*** Block opens ***

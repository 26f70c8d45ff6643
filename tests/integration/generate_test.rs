//! End-to-end generation against stand-in `gounit` executables.

#![cfg(unix)]

use crate::common::TestContext;
use gounit_ide::editor::{ActiveDocument, EditorAction, EditorSnapshot, SnapshotEditor};
use gounit_ide::generate::{
    GenerationOutcome, Orchestrator, GENERATION_FAILED_PREFIX, INSTALL_HINT,
};
use gounit_ide::output::MemoryOutput;
use gounit_ide::runner::ProcessRunner;
use gounit_ide::types::GounitSettings;
use gounit_ide::GenError;
use pretty_assertions::assert_eq;
use std::path::Path;
use std::sync::Arc;

fn orchestrator() -> (Orchestrator<ProcessRunner>, MemoryOutput) {
    let output = MemoryOutput::new();
    let orchestrator = Orchestrator::new(ProcessRunner::new(), Arc::new(output.clone()));
    (orchestrator, output)
}

fn editor_for(document: ActiveDocument, tool: &Path, flags: &[&str]) -> SnapshotEditor {
    SnapshotEditor::new(EditorSnapshot {
        active: Some(document),
        visible: vec![],
        settings: Some(GounitSettings {
            tool: tool.display().to_string(),
            flags: flags.iter().map(|f| f.to_string()).collect(),
        }),
    })
}

#[tokio::test]
async fn test_generate_file_runs_tool_and_toggles() {
    let ctx = TestContext::new();
    let source = ctx.create_go_source();
    let tool = ctx.create_recording_gounit();
    let (orchestrator, output) = orchestrator();
    let mut editor = editor_for(ActiveDocument::saved(&source), &tool, &["-v"]);

    let outcome = orchestrator.generate_current_file(&mut editor).await.unwrap();

    match outcome {
        GenerationOutcome::Generated { message, stdout } => {
            assert_eq!(message, "Test for calc.go generated");
            assert_eq!(stdout, "Generated tests\n");
        }
        other => panic!("Expected Generated, got {:?}", other),
    }
    assert_eq!(
        ctx.recorded_args(),
        vec![
            "gen".to_string(),
            "-i".to_string(),
            source.display().to_string(),
            "-v".to_string(),
        ]
    );
    assert_eq!(
        editor.actions().last(),
        Some(&EditorAction::Open {
            path: source.with_file_name("calc_test.go"),
            column: None,
        })
    );
    assert!(output.lines()[0].starts_with("Generating Tests: "));
}

#[tokio::test]
async fn test_generate_function_passes_line_flag() {
    let ctx = TestContext::new();
    let source = ctx.create_go_source();
    let tool = ctx.create_recording_gounit();
    let (orchestrator, _output) = orchestrator();
    let document = ActiveDocument::saved(&source).with_cursor(2, "func Add(a, b int) int {");
    let mut editor = editor_for(document, &tool, &[]);

    let outcome = orchestrator
        .generate_current_function(&mut editor)
        .await
        .unwrap();

    assert!(outcome.is_generated());
    assert_eq!(
        ctx.recorded_args(),
        vec![
            "gen".to_string(),
            "-i".to_string(),
            source.display().to_string(),
            "-l".to_string(),
            "3".to_string(),
        ]
    );
    assert_eq!(editor.messages()[0], "Test for func Add(a, b int) int generated");
}

#[tokio::test]
async fn test_failing_tool_surfaces_stderr() {
    let ctx = TestContext::new();
    let source = ctx.create_go_source();
    let tool = ctx.create_script("bin/gounit", "echo 'calc.go:3: syntax error' >&2\nexit 1");
    let (orchestrator, output) = orchestrator();
    let mut editor = editor_for(ActiveDocument::saved(&source), &tool, &[]);

    let err = orchestrator
        .generate_current_file(&mut editor)
        .await
        .unwrap_err();

    match &err {
        GenError::ToolExecution {
            exit_code, stderr, ..
        } => {
            assert_eq!(*exit_code, Some(1));
            assert!(stderr.contains("syntax error"));
        }
        other => panic!("Expected ToolExecution, got {:?}", other),
    }
    assert!(editor.messages()[0].contains("syntax error"));
    assert!(output.contents().contains("syntax error"));
}

#[tokio::test]
async fn test_missing_tool_resolves_without_error() {
    let ctx = TestContext::new();
    let source = ctx.create_go_source();
    let missing = ctx.path().join("bin/gounit");
    let (orchestrator, _output) = orchestrator();
    let mut editor = editor_for(ActiveDocument::saved(&source), &missing, &[]);

    let outcome = orchestrator.generate_current_file(&mut editor).await.unwrap();

    assert_eq!(
        outcome,
        GenerationOutcome::ToolMissing {
            tool: missing.display().to_string()
        }
    );
    assert_eq!(editor.messages(), vec![INSTALL_HINT]);
}

#[tokio::test]
async fn test_missing_tool_reports_configured_name() {
    let ctx = TestContext::new();
    let source = ctx.create_go_source();
    ctx.create_file(
        "gounit.toml",
        "[gounit]\ntool = \"gounit-ide-no-such-gounit\"\n",
    );
    let (orchestrator, _output) = orchestrator();
    let mut editor = SnapshotEditor::new(EditorSnapshot {
        active: Some(ActiveDocument::saved(&source)),
        ..EditorSnapshot::default()
    });

    let outcome = orchestrator.generate_current_file(&mut editor).await.unwrap();

    assert_eq!(
        outcome,
        GenerationOutcome::ToolMissing {
            tool: "gounit-ide-no-such-gounit".to_string()
        }
    );
}

#[tokio::test]
async fn test_missing_working_dir_fails_instead_of_hinting_install() {
    let ctx = TestContext::new();
    let source = ctx.create_go_source();
    let tool = ctx.create_recording_gounit();
    let output = MemoryOutput::new();
    let runner = ProcessRunner::new().with_working_dir(ctx.path().join("no-such-dir"));
    let orchestrator = Orchestrator::new(runner, Arc::new(output.clone()));
    let mut editor = editor_for(ActiveDocument::saved(&source), &tool, &[]);

    let err = orchestrator
        .generate_current_file(&mut editor)
        .await
        .unwrap_err();

    assert!(matches!(err, GenError::ToolExecution { exit_code: None, .. }));
    assert!(editor.messages()[0].starts_with(GENERATION_FAILED_PREFIX));
    assert!(!editor.messages().contains(&INSTALL_HINT));
    assert!(ctx.recorded_args().is_empty());
}

#[tokio::test]
async fn test_settings_discovered_from_project_file() {
    let ctx = TestContext::new();
    let source = ctx.create_go_source();
    let tool = ctx.create_recording_gounit();
    ctx.create_file(
        "gounit.toml",
        &format!(
            "[gounit]\ntool = \"{}\"\nflags = [\"-t\", \"minimock\"]\n",
            tool.display()
        ),
    );
    let (orchestrator, _output) = orchestrator();
    let mut editor = SnapshotEditor::new(EditorSnapshot {
        active: Some(ActiveDocument::saved(&source)),
        ..EditorSnapshot::default()
    });

    let outcome = orchestrator.generate_current_file(&mut editor).await.unwrap();

    assert!(outcome.is_generated());
    assert_eq!(&ctx.recorded_args()[3..], &["-t".to_string(), "minimock".to_string()]);
}

#[tokio::test]
async fn test_concurrent_generations_are_independent() {
    let ctx = TestContext::new();
    let source = ctx.create_go_source();
    let tool = ctx.create_script("bin/gounit", "sleep 0.1\necho done");
    let (orchestrator, output) = orchestrator();
    let mut first = editor_for(ActiveDocument::saved(&source), &tool, &[]);
    let mut second = editor_for(ActiveDocument::saved(&source), &tool, &[]);

    let (a, b) = tokio::join!(
        orchestrator.generate_current_file(&mut first),
        orchestrator.generate_current_file(&mut second),
    );

    assert!(a.unwrap().is_generated());
    assert!(b.unwrap().is_generated());
    let attempts = output
        .lines()
        .iter()
        .filter(|line| line.starts_with("Generating Tests: "))
        .count();
    assert_eq!(attempts, 2);
}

*** Block closes ***

Going through the material, how many lines contain the word "ToolExecution"? Please give only the number.

3